■ **Prompt**: Starting at the line that holds "use kurbo::Size;" and stopping at the line that holds "fn style_store_mut(&mut self)", restate the records below word for word, with both of those lines included.

■ **Material for the task**:
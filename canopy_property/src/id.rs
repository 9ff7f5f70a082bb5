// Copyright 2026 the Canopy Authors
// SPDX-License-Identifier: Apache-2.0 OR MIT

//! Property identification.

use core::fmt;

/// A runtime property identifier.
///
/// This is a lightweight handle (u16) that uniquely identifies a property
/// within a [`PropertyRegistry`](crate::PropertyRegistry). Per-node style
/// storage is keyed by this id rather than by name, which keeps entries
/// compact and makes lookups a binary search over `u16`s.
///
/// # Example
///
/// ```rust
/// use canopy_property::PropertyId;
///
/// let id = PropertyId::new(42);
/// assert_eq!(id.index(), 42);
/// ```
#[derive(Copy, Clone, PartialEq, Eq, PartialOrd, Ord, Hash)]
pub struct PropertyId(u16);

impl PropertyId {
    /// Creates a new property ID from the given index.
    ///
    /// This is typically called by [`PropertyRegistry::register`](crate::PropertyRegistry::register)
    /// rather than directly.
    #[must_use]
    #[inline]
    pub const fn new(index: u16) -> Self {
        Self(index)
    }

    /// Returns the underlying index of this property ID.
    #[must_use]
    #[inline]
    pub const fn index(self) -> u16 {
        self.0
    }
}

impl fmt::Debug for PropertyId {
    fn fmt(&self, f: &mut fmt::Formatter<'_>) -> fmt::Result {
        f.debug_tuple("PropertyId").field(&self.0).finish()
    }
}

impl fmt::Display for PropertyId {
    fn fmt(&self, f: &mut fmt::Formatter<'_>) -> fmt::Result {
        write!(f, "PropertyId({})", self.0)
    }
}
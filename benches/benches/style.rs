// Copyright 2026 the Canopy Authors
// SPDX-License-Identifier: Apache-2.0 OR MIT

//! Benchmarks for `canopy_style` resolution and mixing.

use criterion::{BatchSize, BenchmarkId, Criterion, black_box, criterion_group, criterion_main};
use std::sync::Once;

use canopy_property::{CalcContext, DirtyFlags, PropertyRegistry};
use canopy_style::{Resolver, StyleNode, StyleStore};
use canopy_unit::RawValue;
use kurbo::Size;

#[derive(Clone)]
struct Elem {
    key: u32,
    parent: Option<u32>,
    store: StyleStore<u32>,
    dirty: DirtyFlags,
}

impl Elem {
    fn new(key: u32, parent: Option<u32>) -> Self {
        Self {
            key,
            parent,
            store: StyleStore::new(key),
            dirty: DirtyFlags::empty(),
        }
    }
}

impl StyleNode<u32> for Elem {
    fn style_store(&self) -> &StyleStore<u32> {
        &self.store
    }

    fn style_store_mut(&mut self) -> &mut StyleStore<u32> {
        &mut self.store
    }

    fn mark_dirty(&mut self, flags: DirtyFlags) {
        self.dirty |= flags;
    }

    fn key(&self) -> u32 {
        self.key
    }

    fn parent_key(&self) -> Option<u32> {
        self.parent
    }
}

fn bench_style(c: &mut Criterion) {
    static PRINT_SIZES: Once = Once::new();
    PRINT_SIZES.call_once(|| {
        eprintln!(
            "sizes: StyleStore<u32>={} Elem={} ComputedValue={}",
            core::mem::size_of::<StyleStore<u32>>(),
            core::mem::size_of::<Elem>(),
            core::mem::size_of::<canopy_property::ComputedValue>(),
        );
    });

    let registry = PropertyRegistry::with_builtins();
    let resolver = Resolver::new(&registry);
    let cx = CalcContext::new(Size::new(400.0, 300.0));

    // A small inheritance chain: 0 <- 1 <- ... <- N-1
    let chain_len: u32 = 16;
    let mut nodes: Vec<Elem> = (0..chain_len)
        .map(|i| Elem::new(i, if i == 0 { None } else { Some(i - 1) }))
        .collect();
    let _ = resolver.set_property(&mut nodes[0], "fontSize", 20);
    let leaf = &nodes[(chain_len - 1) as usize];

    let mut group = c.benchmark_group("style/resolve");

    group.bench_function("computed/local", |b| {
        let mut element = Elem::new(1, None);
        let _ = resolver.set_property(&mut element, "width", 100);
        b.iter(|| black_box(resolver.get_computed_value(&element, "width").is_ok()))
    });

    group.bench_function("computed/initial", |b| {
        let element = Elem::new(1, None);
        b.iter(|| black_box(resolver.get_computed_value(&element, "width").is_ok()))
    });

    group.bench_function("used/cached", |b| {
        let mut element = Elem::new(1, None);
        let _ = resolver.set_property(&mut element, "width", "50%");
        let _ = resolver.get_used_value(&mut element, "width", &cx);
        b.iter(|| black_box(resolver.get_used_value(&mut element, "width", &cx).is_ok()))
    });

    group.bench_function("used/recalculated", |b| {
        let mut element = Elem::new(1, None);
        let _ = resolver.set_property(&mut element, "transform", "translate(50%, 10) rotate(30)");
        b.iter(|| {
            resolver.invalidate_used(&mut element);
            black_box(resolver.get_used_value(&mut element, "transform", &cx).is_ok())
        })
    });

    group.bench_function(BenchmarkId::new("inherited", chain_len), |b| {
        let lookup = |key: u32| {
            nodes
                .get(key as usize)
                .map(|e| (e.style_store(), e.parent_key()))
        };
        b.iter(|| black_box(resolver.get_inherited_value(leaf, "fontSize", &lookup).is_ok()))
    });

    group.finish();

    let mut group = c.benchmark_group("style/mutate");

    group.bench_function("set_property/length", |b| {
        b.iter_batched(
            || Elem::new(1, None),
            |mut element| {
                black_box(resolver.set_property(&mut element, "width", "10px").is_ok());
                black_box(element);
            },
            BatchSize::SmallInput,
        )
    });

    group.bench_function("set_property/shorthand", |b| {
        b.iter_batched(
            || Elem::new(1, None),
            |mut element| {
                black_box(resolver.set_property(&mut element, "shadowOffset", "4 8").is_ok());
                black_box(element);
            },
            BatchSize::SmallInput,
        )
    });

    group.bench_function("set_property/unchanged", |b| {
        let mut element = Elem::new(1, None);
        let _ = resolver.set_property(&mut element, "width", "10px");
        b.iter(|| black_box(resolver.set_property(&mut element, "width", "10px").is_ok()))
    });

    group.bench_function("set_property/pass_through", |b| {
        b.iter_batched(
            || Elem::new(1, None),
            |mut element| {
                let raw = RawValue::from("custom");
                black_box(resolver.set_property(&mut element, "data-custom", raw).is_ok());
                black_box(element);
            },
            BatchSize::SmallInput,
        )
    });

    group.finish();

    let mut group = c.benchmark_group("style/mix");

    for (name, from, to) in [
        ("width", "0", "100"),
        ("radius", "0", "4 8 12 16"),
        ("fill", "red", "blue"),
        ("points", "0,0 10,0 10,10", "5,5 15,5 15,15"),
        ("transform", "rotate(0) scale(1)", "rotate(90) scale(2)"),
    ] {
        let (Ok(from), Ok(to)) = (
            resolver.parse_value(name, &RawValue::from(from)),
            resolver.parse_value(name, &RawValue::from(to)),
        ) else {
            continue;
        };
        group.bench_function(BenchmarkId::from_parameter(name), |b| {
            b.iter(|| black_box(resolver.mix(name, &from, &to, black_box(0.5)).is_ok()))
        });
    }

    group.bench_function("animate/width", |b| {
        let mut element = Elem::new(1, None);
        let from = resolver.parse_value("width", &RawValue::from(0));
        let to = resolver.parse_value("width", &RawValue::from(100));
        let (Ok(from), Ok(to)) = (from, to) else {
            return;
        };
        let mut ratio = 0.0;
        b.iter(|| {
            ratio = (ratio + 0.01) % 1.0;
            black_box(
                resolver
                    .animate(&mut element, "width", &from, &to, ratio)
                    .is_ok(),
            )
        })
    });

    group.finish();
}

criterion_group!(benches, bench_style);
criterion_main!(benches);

==

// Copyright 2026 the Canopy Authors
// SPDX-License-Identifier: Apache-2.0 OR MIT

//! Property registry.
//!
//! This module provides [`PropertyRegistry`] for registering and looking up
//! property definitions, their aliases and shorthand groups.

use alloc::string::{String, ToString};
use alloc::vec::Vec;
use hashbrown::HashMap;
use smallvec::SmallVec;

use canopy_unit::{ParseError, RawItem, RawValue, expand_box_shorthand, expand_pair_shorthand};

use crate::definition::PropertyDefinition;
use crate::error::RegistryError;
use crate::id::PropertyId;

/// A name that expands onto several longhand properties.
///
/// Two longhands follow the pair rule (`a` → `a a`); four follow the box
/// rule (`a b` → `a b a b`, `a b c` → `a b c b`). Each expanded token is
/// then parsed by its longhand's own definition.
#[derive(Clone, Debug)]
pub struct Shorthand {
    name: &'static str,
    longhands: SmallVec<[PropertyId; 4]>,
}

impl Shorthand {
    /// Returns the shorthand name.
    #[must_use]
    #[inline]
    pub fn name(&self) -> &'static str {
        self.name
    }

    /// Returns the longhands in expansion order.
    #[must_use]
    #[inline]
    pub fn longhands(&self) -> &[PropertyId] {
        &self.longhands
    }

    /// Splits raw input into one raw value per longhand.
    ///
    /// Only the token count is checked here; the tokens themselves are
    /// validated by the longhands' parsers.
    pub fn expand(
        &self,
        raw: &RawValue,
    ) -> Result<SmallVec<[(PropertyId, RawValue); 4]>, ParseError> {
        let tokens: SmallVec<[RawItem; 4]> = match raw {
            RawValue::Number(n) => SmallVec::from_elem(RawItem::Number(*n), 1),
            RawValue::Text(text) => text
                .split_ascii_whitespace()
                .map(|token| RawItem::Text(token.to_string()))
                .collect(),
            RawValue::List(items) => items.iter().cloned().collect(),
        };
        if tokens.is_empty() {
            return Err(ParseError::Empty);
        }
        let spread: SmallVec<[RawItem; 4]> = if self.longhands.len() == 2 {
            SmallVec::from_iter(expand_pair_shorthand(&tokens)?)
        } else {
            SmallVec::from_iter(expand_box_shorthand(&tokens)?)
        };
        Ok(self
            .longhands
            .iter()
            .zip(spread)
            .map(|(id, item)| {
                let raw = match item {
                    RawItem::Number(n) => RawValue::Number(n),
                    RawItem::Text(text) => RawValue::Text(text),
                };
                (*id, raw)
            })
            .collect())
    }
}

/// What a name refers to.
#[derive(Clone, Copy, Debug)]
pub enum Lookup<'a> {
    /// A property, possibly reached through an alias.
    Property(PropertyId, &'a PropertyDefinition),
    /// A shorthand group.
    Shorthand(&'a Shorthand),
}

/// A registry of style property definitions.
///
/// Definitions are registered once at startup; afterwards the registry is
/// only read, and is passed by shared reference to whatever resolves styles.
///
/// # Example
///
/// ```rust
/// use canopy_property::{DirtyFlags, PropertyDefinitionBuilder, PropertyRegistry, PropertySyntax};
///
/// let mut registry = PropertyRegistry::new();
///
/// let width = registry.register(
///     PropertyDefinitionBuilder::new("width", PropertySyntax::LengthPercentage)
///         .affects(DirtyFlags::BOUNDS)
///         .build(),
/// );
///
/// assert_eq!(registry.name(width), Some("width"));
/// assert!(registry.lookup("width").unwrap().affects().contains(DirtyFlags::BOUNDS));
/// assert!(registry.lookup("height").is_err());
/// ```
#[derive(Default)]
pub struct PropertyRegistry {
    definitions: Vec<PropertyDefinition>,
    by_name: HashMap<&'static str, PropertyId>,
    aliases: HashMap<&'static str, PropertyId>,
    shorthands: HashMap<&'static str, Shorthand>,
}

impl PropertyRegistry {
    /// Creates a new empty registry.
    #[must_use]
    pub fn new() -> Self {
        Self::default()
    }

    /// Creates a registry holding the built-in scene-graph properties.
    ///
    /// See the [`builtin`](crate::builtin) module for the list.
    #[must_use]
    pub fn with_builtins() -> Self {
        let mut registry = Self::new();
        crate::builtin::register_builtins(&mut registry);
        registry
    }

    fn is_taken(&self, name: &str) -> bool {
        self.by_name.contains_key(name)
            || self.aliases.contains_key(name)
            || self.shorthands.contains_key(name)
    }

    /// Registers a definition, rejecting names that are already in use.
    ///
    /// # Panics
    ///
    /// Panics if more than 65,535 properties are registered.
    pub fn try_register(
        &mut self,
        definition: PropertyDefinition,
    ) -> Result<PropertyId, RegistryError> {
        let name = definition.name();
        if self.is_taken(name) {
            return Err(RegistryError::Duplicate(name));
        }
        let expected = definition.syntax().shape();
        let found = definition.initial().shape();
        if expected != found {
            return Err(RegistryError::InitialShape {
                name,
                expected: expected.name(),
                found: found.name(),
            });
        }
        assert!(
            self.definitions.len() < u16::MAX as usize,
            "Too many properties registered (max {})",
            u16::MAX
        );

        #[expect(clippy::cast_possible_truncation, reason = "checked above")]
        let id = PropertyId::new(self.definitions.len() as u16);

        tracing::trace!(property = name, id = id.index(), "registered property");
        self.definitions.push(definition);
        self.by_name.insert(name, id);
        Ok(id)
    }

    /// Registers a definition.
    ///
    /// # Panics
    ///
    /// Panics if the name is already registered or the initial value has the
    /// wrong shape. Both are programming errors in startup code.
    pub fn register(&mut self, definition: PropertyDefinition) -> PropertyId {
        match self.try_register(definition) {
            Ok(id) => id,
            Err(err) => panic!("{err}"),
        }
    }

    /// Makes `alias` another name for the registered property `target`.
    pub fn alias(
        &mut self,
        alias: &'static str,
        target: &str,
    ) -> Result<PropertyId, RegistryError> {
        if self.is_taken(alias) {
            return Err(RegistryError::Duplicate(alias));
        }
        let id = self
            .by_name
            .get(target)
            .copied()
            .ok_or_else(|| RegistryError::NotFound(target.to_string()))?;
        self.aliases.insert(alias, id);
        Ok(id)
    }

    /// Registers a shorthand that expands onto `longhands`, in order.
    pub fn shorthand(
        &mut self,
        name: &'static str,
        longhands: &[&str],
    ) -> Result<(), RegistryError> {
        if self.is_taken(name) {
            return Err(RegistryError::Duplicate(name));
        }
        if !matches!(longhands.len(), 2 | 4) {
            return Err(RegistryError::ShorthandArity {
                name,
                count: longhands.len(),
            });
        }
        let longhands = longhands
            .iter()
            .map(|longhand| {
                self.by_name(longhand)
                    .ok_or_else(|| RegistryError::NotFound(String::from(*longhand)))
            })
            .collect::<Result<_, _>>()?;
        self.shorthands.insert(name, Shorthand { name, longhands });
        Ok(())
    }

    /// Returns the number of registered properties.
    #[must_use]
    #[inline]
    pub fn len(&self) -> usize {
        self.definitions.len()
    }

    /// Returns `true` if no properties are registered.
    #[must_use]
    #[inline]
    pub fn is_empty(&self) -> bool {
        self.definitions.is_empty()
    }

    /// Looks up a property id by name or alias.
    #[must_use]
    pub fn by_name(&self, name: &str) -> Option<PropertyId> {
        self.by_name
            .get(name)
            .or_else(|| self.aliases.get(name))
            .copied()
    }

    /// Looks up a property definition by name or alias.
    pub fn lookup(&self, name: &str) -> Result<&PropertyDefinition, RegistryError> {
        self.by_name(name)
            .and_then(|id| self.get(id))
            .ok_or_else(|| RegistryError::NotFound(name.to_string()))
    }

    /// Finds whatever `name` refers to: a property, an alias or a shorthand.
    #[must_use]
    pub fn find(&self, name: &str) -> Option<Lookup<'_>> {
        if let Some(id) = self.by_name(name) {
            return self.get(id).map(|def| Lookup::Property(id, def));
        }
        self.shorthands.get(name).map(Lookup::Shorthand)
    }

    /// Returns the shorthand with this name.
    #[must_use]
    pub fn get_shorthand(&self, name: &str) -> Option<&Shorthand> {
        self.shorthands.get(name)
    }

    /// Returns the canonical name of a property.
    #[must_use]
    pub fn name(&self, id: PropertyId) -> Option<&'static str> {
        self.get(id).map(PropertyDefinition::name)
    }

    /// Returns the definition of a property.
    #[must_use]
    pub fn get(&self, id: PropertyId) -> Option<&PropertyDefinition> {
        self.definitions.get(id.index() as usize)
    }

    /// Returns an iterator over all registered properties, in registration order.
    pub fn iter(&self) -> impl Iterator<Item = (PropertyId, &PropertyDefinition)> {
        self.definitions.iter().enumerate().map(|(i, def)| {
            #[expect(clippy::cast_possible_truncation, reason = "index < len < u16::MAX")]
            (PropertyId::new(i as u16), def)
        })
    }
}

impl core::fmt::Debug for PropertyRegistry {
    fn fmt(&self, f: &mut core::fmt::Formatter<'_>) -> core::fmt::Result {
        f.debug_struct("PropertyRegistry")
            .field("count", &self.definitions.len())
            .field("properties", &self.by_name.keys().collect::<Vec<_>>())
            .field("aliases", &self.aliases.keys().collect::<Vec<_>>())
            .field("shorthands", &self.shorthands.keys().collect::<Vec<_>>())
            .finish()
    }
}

■ **Answer space**:
use kurbo::Size;

#[derive(Clone)]
struct Elem {
    key: u32,
    parent: Option<u32>,
    store: StyleStore<u32>,
    dirty: DirtyFlags,
}

impl Elem {
    fn new(key: u32, parent: Option<u32>) -> Self {
        Self {
            key,
            parent,
            store: StyleStore::new(key),
            dirty: DirtyFlags::empty(),
        }
    }
}

impl StyleNode<u32> for Elem {
    fn style_store(&self) -> &StyleStore<u32> {
        &self.store
    }

    fn style_store_mut(&mut self) -> &mut StyleStore<u32> {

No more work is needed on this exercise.